On the other hand there is this part towards the end, when the focus suddenly is shifted to the description of trivia from the training days of the soldier/sapper Kip. At this point I almost gave up on the whole book, because the title character's story arc is complete, we know what happens to him, the only detail that is not revealed is why is he burned (but that doesn't get revealed at the end either, or maybe I was not paying enough attention, but I never found out), and maybe what happens to Kip and Hanna. But that's about it.
And then the author suddenly decides to dedicate about a chapter's worth to Kip's training days, and the description of some really-really boring details of bomb disposal techniques.

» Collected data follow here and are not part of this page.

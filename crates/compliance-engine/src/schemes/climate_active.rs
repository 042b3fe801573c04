//! Climate Active carbon neutral certification readiness

use shared_types::{ClimateActiveResult, ComplianceRequirement};

use super::status_by_count;
use crate::assessment::Assessment;

const PARTIAL_FROM: usize = 3;

fn is_measured(value: f64) -> bool {
    value.is_finite() && value >= 0.0
}

pub fn check_climate_active_compliance(assessment: &Assessment) -> ClimateActiveResult {
    let totals = assessment.totals;
    let pathway = assessment.has_whole_life();
    let circular = assessment.applies_circular_economy();

    let requirements = vec![
        ComplianceRequirement::check("Scope 1 emissions measured", is_measured(totals.scope1))
            .with_recommendation("Inventory direct emissions from on-site fuel combustion"),
        ComplianceRequirement::check("Scope 2 emissions measured", is_measured(totals.scope2))
            .with_recommendation("Inventory purchased electricity using current grid factors"),
        ComplianceRequirement::check("Scope 3 emissions measured", is_measured(totals.scope3))
            .with_recommendation("Inventory supply chain emissions including embodied materials"),
        ComplianceRequirement::check("Carbon neutral pathway documented", pathway)
            .with_recommendation(
                "Publish a reduction pathway backed by a whole life carbon assessment",
            ),
        ComplianceRequirement::check("Circular economy principles applied", circular)
            .with_stage("Module D")
            .with_recommendation("Recover materials at end of life to offset residual emissions"),
    ];

    let status = status_by_count(&requirements, PARTIAL_FROM);

    ClimateActiveResult {
        compliant: status.is_compliant(),
        status,
        requirements,
    }
}
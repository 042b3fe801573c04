//! Building metadata supplied by the upstream project collaborator
//!
//! Project type and NCC building class select the benchmark rows the
//! compliance engine compares against.

use serde::{Deserialize, Serialize};
use thiserror::Error;

/// Floor area used when the project has no recorded size
pub const DEFAULT_SIZE_SQM: f64 = 1000.0;

#[derive(Error, Debug, Clone, PartialEq, Eq)]
pub enum ParseError {
    #[error("Unknown project type: {0}")]
    UnknownProjectType(String),

    #[error("Unknown building class: {0}")]
    UnknownBuildingClass(String),
}

/// Building use category
#[derive(Debug, Clone, Copy, Default, PartialEq, Eq, Hash, Serialize, Deserialize)]
#[serde(rename_all = "lowercase")]
pub enum ProjectType {
    Residential,
    #[default]
    Commercial,
    Industrial,
    Retail,
    Education,
    Healthcare,
    /// Civil works; rated under IS and benchmarked as commercial
    Infrastructure,
}

impl ProjectType {
    pub fn name(&self) -> &'static str {
        match self {
            ProjectType::Residential => "Residential",
            ProjectType::Commercial => "Commercial",
            ProjectType::Industrial => "Industrial",
            ProjectType::Retail => "Retail",
            ProjectType::Education => "Education",
            ProjectType::Healthcare => "Healthcare",
            ProjectType::Infrastructure => "Infrastructure",
        }
    }

    pub fn is_infrastructure(&self) -> bool {
        matches!(self, ProjectType::Infrastructure)
    }

    /// Parse a project type id, falling back to commercial for unknown ids
    pub fn parse_or_default(s: &str) -> Self {
        s.parse().unwrap_or_default()
    }
}

impl std::str::FromStr for ProjectType {
    type Err = ParseError;

    fn from_str(s: &str) -> Result<Self, Self::Err> {
        match s.trim().to_lowercase().as_str() {
            "residential" => Ok(ProjectType::Residential),
            "commercial" => Ok(ProjectType::Commercial),
            "industrial" => Ok(ProjectType::Industrial),
            "retail" => Ok(ProjectType::Retail),
            "education" => Ok(ProjectType::Education),
            "healthcare" => Ok(ProjectType::Healthcare),
            "infrastructure" => Ok(ProjectType::Infrastructure),
            other => Err(ParseError::UnknownProjectType(other.to_string())),
        }
    }
}

impl std::fmt::Display for ProjectType {
    fn fmt(&self, f: &mut std::fmt::Formatter<'_>) -> std::fmt::Result {
        write!(f, "{}", self.name())
    }
}

/// NCC 2024 building classification
#[derive(Debug, Clone, Copy, Default, PartialEq, Eq, Hash, Serialize, Deserialize)]
#[serde(rename_all = "lowercase")]
pub enum BuildingClass {
    /// Apartments
    Class2,
    /// Hotels, boarding houses
    Class3,
    /// Offices
    Class5,
    /// Shops and restaurants
    Class6,
    /// Health care
    Class9a,
    /// Assembly buildings, schools
    Class9b,
    #[default]
    Default,
}

impl BuildingClass {
    pub fn id(&self) -> &'static str {
        match self {
            BuildingClass::Class2 => "class2",
            BuildingClass::Class3 => "class3",
            BuildingClass::Class5 => "class5",
            BuildingClass::Class6 => "class6",
            BuildingClass::Class9a => "class9a",
            BuildingClass::Class9b => "class9b",
            BuildingClass::Default => "default",
        }
    }

    pub fn parse_or_default(s: &str) -> Self {
        s.parse().unwrap_or_default()
    }
}

impl std::str::FromStr for BuildingClass {
    type Err = ParseError;

    fn from_str(s: &str) -> Result<Self, Self::Err> {
        match s.trim().to_lowercase().replace(' ', "").as_str() {
            "class2" => Ok(BuildingClass::Class2),
            "class3" => Ok(BuildingClass::Class3),
            "class5" => Ok(BuildingClass::Class5),
            "class6" => Ok(BuildingClass::Class6),
            "class9a" => Ok(BuildingClass::Class9a),
            "class9b" => Ok(BuildingClass::Class9b),
            "default" | "" => Ok(BuildingClass::Default),
            other => Err(ParseError::UnknownBuildingClass(other.to_string())),
        }
    }
}

impl std::fmt::Display for BuildingClass {
    fn fmt(&self, f: &mut std::fmt::Formatter<'_>) -> std::fmt::Result {
        write!(f, "{}", self.id())
    }
}

/// Project metadata consumed by the compliance engine
#[derive(Debug, Clone, Copy, PartialEq, Serialize, Deserialize)]
#[serde(default)]
pub struct BuildingProfile {
    pub project_type: ProjectType,
    pub size_sqm: f64,
    pub ncc_compliance_level: BuildingClass,
}

impl Default for BuildingProfile {
    fn default() -> Self {
        Self {
            project_type: ProjectType::default(),
            size_sqm: DEFAULT_SIZE_SQM,
            ncc_compliance_level: BuildingClass::default(),
        }
    }
}

impl BuildingProfile {
    pub fn new(
        project_type: ProjectType,
        size_sqm: f64,
        ncc_compliance_level: BuildingClass,
    ) -> Self {
        Self {
            project_type,
            size_sqm,
            ncc_compliance_level,
        }
    }

    /// Floor area used for intensity checks: the recorded size, or 1000 m²
    /// when it is missing or not positive
    pub fn effective_size_sqm(&self) -> f64 {
        if self.size_sqm.is_finite() && self.size_sqm > 0.0 {
            self.size_sqm
        } else {
            DEFAULT_SIZE_SQM
        }
    }
}

#[cfg(test)]
mod tests {
    use super::*;

    #[test]
    fn test_parse_project_type_case_insensitive() {
        assert_eq!("Healthcare".parse::<ProjectType>(), Ok(ProjectType::Healthcare));
        assert_eq!(" retail ".parse::<ProjectType>(), Ok(ProjectType::Retail));
    }

    #[test]
    fn test_unknown_project_type_defaults_to_commercial() {
        assert!("stadium".parse::<ProjectType>().is_err());
        assert_eq!(ProjectType::parse_or_default("stadium"), ProjectType::Commercial);
    }

    #[test]
    fn test_parse_building_class() {
        assert_eq!(BuildingClass::parse_or_default("class9a"), BuildingClass::Class9a);
        assert_eq!(BuildingClass::parse_or_default("Class 5"), BuildingClass::Class5);
        assert_eq!(BuildingClass::parse_or_default("class7"), BuildingClass::Default);
    }

    #[test]
    fn test_effective_size_defaults_when_missing() {
        let mut profile = BuildingProfile::default();
        assert_eq!(profile.effective_size_sqm(), 1000.0);
        profile.size_sqm = 0.0;
        assert_eq!(profile.effective_size_sqm(), 1000.0);
        profile.size_sqm = 250.0;
        assert_eq!(profile.effective_size_sqm(), 250.0);
    }

    #[test]
    fn test_profile_serde_ids() {
        let profile = BuildingProfile::new(ProjectType::Education, 500.0, BuildingClass::Class9b);
        let json = serde_json::to_string(&profile).unwrap();
        assert!(json.contains("\"education\""));
        assert!(json.contains("\"class9b\""));
    }
}
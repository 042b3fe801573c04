//! GBCA Green Star Buildings: upfront and operational carbon credits

use shared_types::{ComplianceRequirement, ComplianceStatus, GbcaResult};

use super::percent_score;
use crate::assessment::Assessment;
use crate::benchmarks::{GBCA_MAX_SCORE, GBCA_OPERATIONAL_TARGET, INTENSITY_UNIT};

const COMPLIANT_SCORE: u32 = 75;
const PARTIAL_SCORE: u32 = 45;

pub fn check_gbca_compliance(assessment: &Assessment) -> GbcaResult {
    let upfront = assessment.upfront_intensity();
    let benchmark = assessment.benchmark().upfront;
    let operational = assessment.scope2_intensity();
    let renewable = assessment.totals.scope2 > 0.0;
    let circular = assessment.applies_circular_economy();
    let whole_life = assessment.has_whole_life();

    let requirements = vec![
        ComplianceRequirement::measured(
            "Embodied carbon below benchmark",
            upfront < benchmark,
            upfront,
            benchmark,
            INTENSITY_UNIT,
        )
        .with_stage("A1-A5")
        .with_recommendation(
            "Target a 20% upfront carbon reduction against the reference building",
        ),
        ComplianceRequirement::measured(
            "Operational carbon below benchmark",
            operational < GBCA_OPERATIONAL_TARGET,
            operational,
            GBCA_OPERATIONAL_TARGET,
            INTENSITY_UNIT,
        )
        .with_stage("B6")
        .with_recommendation("Move to all-electric services supplied by renewable energy"),
        ComplianceRequirement::check("Renewable energy usage documented", renewable)
            .with_recommendation("Record metered energy use and renewable supply contracts"),
        ComplianceRequirement::check("Circular economy principles applied", circular)
            .with_stage("Module D")
            .with_recommendation("Plan for material recovery and claim Module D credits"),
        ComplianceRequirement::check("Whole life carbon assessment completed", whole_life)
            .with_stage("A-C")
            .with_recommendation("Complete a whole life carbon assessment covering stages A to C"),
    ];

    let score = percent_score(&requirements);
    let status = if score >= COMPLIANT_SCORE {
        ComplianceStatus::Compliant
    } else if score >= PARTIAL_SCORE {
        ComplianceStatus::Partial
    } else {
        ComplianceStatus::NonCompliant
    };

    GbcaResult {
        compliant: status.is_compliant(),
        status,
        score,
        max_score: GBCA_MAX_SCORE,
        requirements,
    }
}
//! Snapshot notifications
//!
//! Hosts subscribe sinks to a [`RecomputeSession`](crate::session::RecomputeSession)
//! to receive every freshly computed record, e.g. to feed the end-of-life
//! and Module D results into the whole-life aggregator.

use std::sync::{Arc, Mutex};

use shared_types::{EndOfLifeEmissions, ModuleDEmissions, WholeLifeCarbonTotals};

/// A complete, freshly computed record
#[derive(Debug, Clone, PartialEq)]
pub enum SnapshotEvent {
    EndOfLife(EndOfLifeEmissions),
    ModuleD(ModuleDEmissions),
    WholeLife(WholeLifeCarbonTotals),
}

impl SnapshotEvent {
    pub fn kind(&self) -> &'static str {
        match self {
            SnapshotEvent::EndOfLife(_) => "end_of_life",
            SnapshotEvent::ModuleD(_) => "module_d",
            SnapshotEvent::WholeLife(_) => "whole_life",
        }
    }
}

/// Receiver for computed snapshots
pub trait SnapshotSink: Send + Sync {
    fn on_event(&self, event: &SnapshotEvent);
}

impl<T: SnapshotSink + ?Sized> SnapshotSink for Arc<T> {
    fn on_event(&self, event: &SnapshotEvent) {
        (**self).on_event(event)
    }
}

/// Sink that ignores everything
pub struct NoopSink;

impl SnapshotSink for NoopSink {
    fn on_event(&self, _event: &SnapshotEvent) {}
}

/// Adapts a closure into a sink
pub struct CallbackSink<F>(pub F);

impl<F> SnapshotSink for CallbackSink<F>
where
    F: Fn(&SnapshotEvent) + Send + Sync,
{
    fn on_event(&self, event: &SnapshotEvent) {
        (self.0)(event)
    }
}

/// Keeps every event it receives, in order
#[derive(Debug, Default)]
pub struct RecordingSink {
    events: Mutex<Vec<SnapshotEvent>>,
}

impl RecordingSink {
    pub fn new() -> Self {
        Self::default()
    }

    pub fn events(&self) -> Vec<SnapshotEvent> {
        self.events.lock().map(|e| e.clone()).unwrap_or_default()
    }

    /// Most recent whole-life snapshot, if any was published
    pub fn latest_whole_life(&self) -> Option<WholeLifeCarbonTotals> {
        self.events().into_iter().rev().find_map(|e| match e {
            SnapshotEvent::WholeLife(totals) => Some(totals),
            _ => None,
        })
    }
}

impl SnapshotSink for RecordingSink {
    fn on_event(&self, event: &SnapshotEvent) {
        if let Ok(mut events) = self.events.lock() {
            events.push(event.clone());
        }
    }
}

#[cfg(test)]
mod tests {
    use super::*;
    use std::sync::atomic::{AtomicUsize, Ordering};

    #[test]
    fn test_recording_sink_keeps_order() {
        let sink = RecordingSink::new();
        sink.on_event(&SnapshotEvent::ModuleD(ModuleDEmissions::default()));
        sink.on_event(&SnapshotEvent::WholeLife(WholeLifeCarbonTotals::default()));

        let kinds: Vec<_> = sink.events().iter().map(SnapshotEvent::kind).collect();
        assert_eq!(kinds, vec!["module_d", "whole_life"]);
        assert!(sink.latest_whole_life().is_some());
    }

    #[test]
    fn test_callback_sink_invokes_closure() {
        let calls = Arc::new(AtomicUsize::new(0));
        let counter = Arc::clone(&calls);
        let sink = CallbackSink(move |_: &SnapshotEvent| {
            counter.fetch_add(1, Ordering::SeqCst);
        });
        sink.on_event(&SnapshotEvent::EndOfLife(EndOfLifeEmissions::default()));
        NoopSink.on_event(&SnapshotEvent::EndOfLife(EndOfLifeEmissions::default()));
        assert_eq!(calls.load(Ordering::SeqCst), 1);
    }
}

My problem with this was that there is zero tension in any of this because we already know that Kip makes it out unharmed out of each of these situations because he is telling these stories to Hanna, we get to find out very little about his character, and none of this helps us understand his decision in the last chapter (at least as far as I am concerned) and lastly, all those descriptions are not even informative, because they are not well written enough to be interesting from a technical point of view and as mentioned before they do not ad to the story from a tension point of view or a character building point of view either. That middle section is honestly a mystery to me. What was the point there? And how can someone who has written non-fiction books before this be so amateurish in presenting that information?
The only reason I didn't give this a four star rating was because of those few chapters where the whole tone of the book so far was ruined with this honestly, badly written section. That and the strange ending of the story which I felt was a bit coloured by the authors perspective on the events a few decades later, when the book was written.
I also felt that the ending to the Kip-Hanna storyline was disappointing and rushed. I don't have to have a happy ending each time but this was rushed and not very well explained.
Maybe the idea was to have a more poetic ending, but all it accomplished was that after an entire book of realistic writing it ends on a strange metaphorical note and when you turn the last page you are not really sure what happened to these characters.
I felt a little ripped off because of this, but as I said the story itself is nice and has some great elements to it, so it's worth a read.
Maybe if I re-read this later I'll read it in a different manner, reading the parts that are worth it, but unfortunately when you read this for the first time you won't know how to do that.
Perhaps this book needed a bit more editing or a bit more compromise from the author in the editing process.